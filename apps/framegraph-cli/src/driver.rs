//! Per-frame loop around the erosion scene and the pass graph.

use framegraph_author::{AuthorError, ErosionScene, ErosionSystem, build_erosion_scene};
use framegraph_ecs::ComponentStore;
use framegraph_render::{
    BackendError, CircularDependency, FrameReport, GraphConfig, GraphError, GraphicsBackend,
    RenderGraph,
};

#[derive(Debug, thiserror::Error)]
pub enum DriverError {
    /// The scene itself is broken; retrying cannot help.
    #[error("scene has a dependency cycle")]
    Authoring(#[source] CircularDependency),
    #[error("giving up after {failures} consecutive failed frames")]
    GaveUp {
        failures: u32,
        #[source]
        last: GraphError,
    },
    #[error(transparent)]
    Scene(#[from] AuthorError),
    #[error("resize failed")]
    Resize(#[source] BackendError),
}

/// Result of one frame that did not end the run.
#[derive(Debug)]
pub enum FrameOutcome {
    Rendered(FrameReport),
    /// The backend failed; the cache was dropped and the next frame retries.
    Failed(GraphError),
}

/// Owns everything a frame touches and applies the retry policy.
pub struct FrameDriver<B: GraphicsBackend> {
    scene: ErosionScene,
    graph: RenderGraph,
    erosion: ErosionSystem,
    backend: B,
    max_consecutive_failures: u32,
    consecutive_failures: u32,
    frames_rendered: u64,
    frames_failed: u64,
}

impl<B: GraphicsBackend> FrameDriver<B> {
    pub fn new(
        scene: ErosionScene,
        backend: B,
        graph_config: GraphConfig,
        seed: u64,
        max_consecutive_failures: u32,
    ) -> Self {
        Self {
            scene,
            graph: RenderGraph::new(graph_config),
            erosion: ErosionSystem::new(seed),
            backend,
            max_consecutive_failures: max_consecutive_failures.max(1),
            consecutive_failures: 0,
            frames_rendered: 0,
            frames_failed: 0,
        }
    }

    /// Step erosion, then run the graph once.
    pub fn frame(&mut self) -> Result<FrameOutcome, DriverError> {
        self.erosion.step(&mut self.scene.store);

        match self.graph.run(&self.scene.store, &mut self.backend) {
            Ok(report) => {
                self.consecutive_failures = 0;
                self.frames_rendered += 1;
                Ok(FrameOutcome::Rendered(report))
            }
            Err(GraphError::CircularDependency(cycle)) => Err(DriverError::Authoring(cycle)),
            Err(err) => {
                self.consecutive_failures += 1;
                self.frames_failed += 1;
                tracing::warn!(
                    error = %err,
                    failures = self.consecutive_failures,
                    backend = self.backend.name(),
                    "frame failed; invalidating backend objects"
                );
                self.graph.invalidate();
                if self.consecutive_failures >= self.max_consecutive_failures {
                    return Err(DriverError::GaveUp {
                        failures: self.consecutive_failures,
                        last: err,
                    });
                }
                Ok(FrameOutcome::Failed(err))
            }
        }
    }

    /// Rebuild the scene at the new size and drop every backend object.
    pub fn resize(&mut self, width: u32, height: u32) -> Result<(), DriverError> {
        self.scene = build_erosion_scene(width, height)?;
        self.graph
            .resize(&mut self.backend, width, height)
            .map_err(DriverError::Resize)?;
        tracing::info!(width, height, "scene resized");
        Ok(())
    }

    pub fn scene(&self) -> &ErosionScene {
        &self.scene
    }

    pub fn store_mut(&mut self) -> &mut ComponentStore {
        &mut self.scene.store
    }

    pub fn graph(&self) -> &RenderGraph {
        &self.graph
    }

    pub fn backend(&self) -> &B {
        &self.backend
    }

    pub fn backend_mut(&mut self) -> &mut B {
        &mut self.backend
    }

    pub fn frames_rendered(&self) -> u64 {
        self.frames_rendered
    }

    pub fn frames_failed(&self) -> u64 {
        self.frames_failed
    }
}

#[cfg(test)]
mod tests {
    use super::*;
    use framegraph_ecs::{Dependency, ErosionParams};
    use framegraph_render::{BackendCall, RecordingBackend};

    fn driver(max_failures: u32) -> FrameDriver<RecordingBackend> {
        let scene = build_erosion_scene(32, 32).unwrap();
        FrameDriver::new(
            scene,
            RecordingBackend::new(),
            GraphConfig::default(),
            7,
            max_failures,
        )
    }

    #[test]
    fn frames_dispatch_erosion_then_draw() {
        let mut driver = driver(3);
        for _ in 0..3 {
            match driver.frame().unwrap() {
                FrameOutcome::Rendered(report) => {
                    let scene = driver.scene();
                    assert_eq!(report.dispatched, vec![scene.erosion_pass, scene.render_pass]);
                }
                FrameOutcome::Failed(err) => panic!("unexpected failure: {err}"),
            }
        }
        assert_eq!(driver.frames_rendered(), 3);

        let params = driver.scene().params;
        let iterations = driver
            .scene()
            .store
            .get_component::<ErosionParams>(params)
            .map(|p| p.iterations);
        assert_eq!(iterations, Some(3));
        // Parameter buffer is re-uploaded every frame.
        assert_eq!(
            driver.backend().count(|c| matches!(c, BackendCall::WriteBuffer { .. })),
            3
        );
    }

    #[test]
    fn backend_failure_invalidates_and_recovers() {
        let mut driver = driver(3);
        driver.frame().unwrap();

        driver.backend_mut().fail_submission(1, BackendError::DeviceLost);
        assert!(matches!(driver.frame().unwrap(), FrameOutcome::Failed(_)));
        assert!(driver.graph().cache().is_empty());

        assert!(matches!(driver.frame().unwrap(), FrameOutcome::Rendered(_)));
        assert_eq!(driver.frames_failed(), 1);
        assert_eq!(driver.frames_rendered(), 2);
    }

    #[test]
    fn gives_up_after_consecutive_failures() {
        let mut driver = driver(2);
        driver.backend_mut().fail_submission(1, BackendError::DeviceLost);
        assert!(matches!(driver.frame().unwrap(), FrameOutcome::Failed(_)));

        driver.backend_mut().fail_submission(1, BackendError::DeviceLost);
        let err = driver.frame().unwrap_err();
        assert!(matches!(err, DriverError::GaveUp { failures: 2, .. }));
    }

    #[test]
    fn cycle_is_fatal() {
        let mut driver = driver(3);
        let (render, a, b) = {
            let scene = driver.scene();
            (scene.render_pass, scene.heightmap_a, scene.heightmap_b)
        };
        driver
            .store_mut()
            .add_component(render, Dependency::new(vec![b], vec![a]))
            .unwrap();

        assert!(matches!(driver.frame(), Err(DriverError::Authoring(_))));
        assert!(driver.backend().calls().is_empty());
    }

    #[test]
    fn resize_rebuilds_scene_and_cache() {
        let mut driver = driver(3);
        driver.frame().unwrap();
        driver.resize(64, 16).unwrap();

        assert_eq!(driver.scene().size, glam::UVec2::new(64, 16));
        assert_eq!(driver.graph().cache().generation(), 1);
        assert!(
            driver
                .backend()
                .calls()
                .contains(&BackendCall::Resize { width: 64, height: 16 })
        );
        assert!(matches!(driver.frame().unwrap(), FrameOutcome::Rendered(_)));
    }
}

________

Problem statement =
Please copy only these lines, exactly: the first line of the records through the line containing "#[error(transparent)]", ends included.

Solution to the exercise =
filename apps/framegraph-cli/src/driver.rs
//! Per-frame loop around the erosion scene and the pass graph.

use framegraph_author::{AuthorError, ErosionScene, ErosionSystem, build_erosion_scene};
use framegraph_ecs::ComponentStore;
use framegraph_render::{
    BackendError, CircularDependency, FrameReport, GraphConfig, GraphError, GraphicsBackend,
    RenderGraph,
};

#[derive(Debug, thiserror::Error)]
pub enum DriverError {
    /// The scene itself is broken; retrying cannot help.
    #[error("scene has a dependency cycle")]
    Authoring(#[source] CircularDependency),
    #[error("giving up after {failures} consecutive failed frames")]
    GaveUp {
        failures: u32,
        #[source]
        last: GraphError,
    },
    #[error(transparent)]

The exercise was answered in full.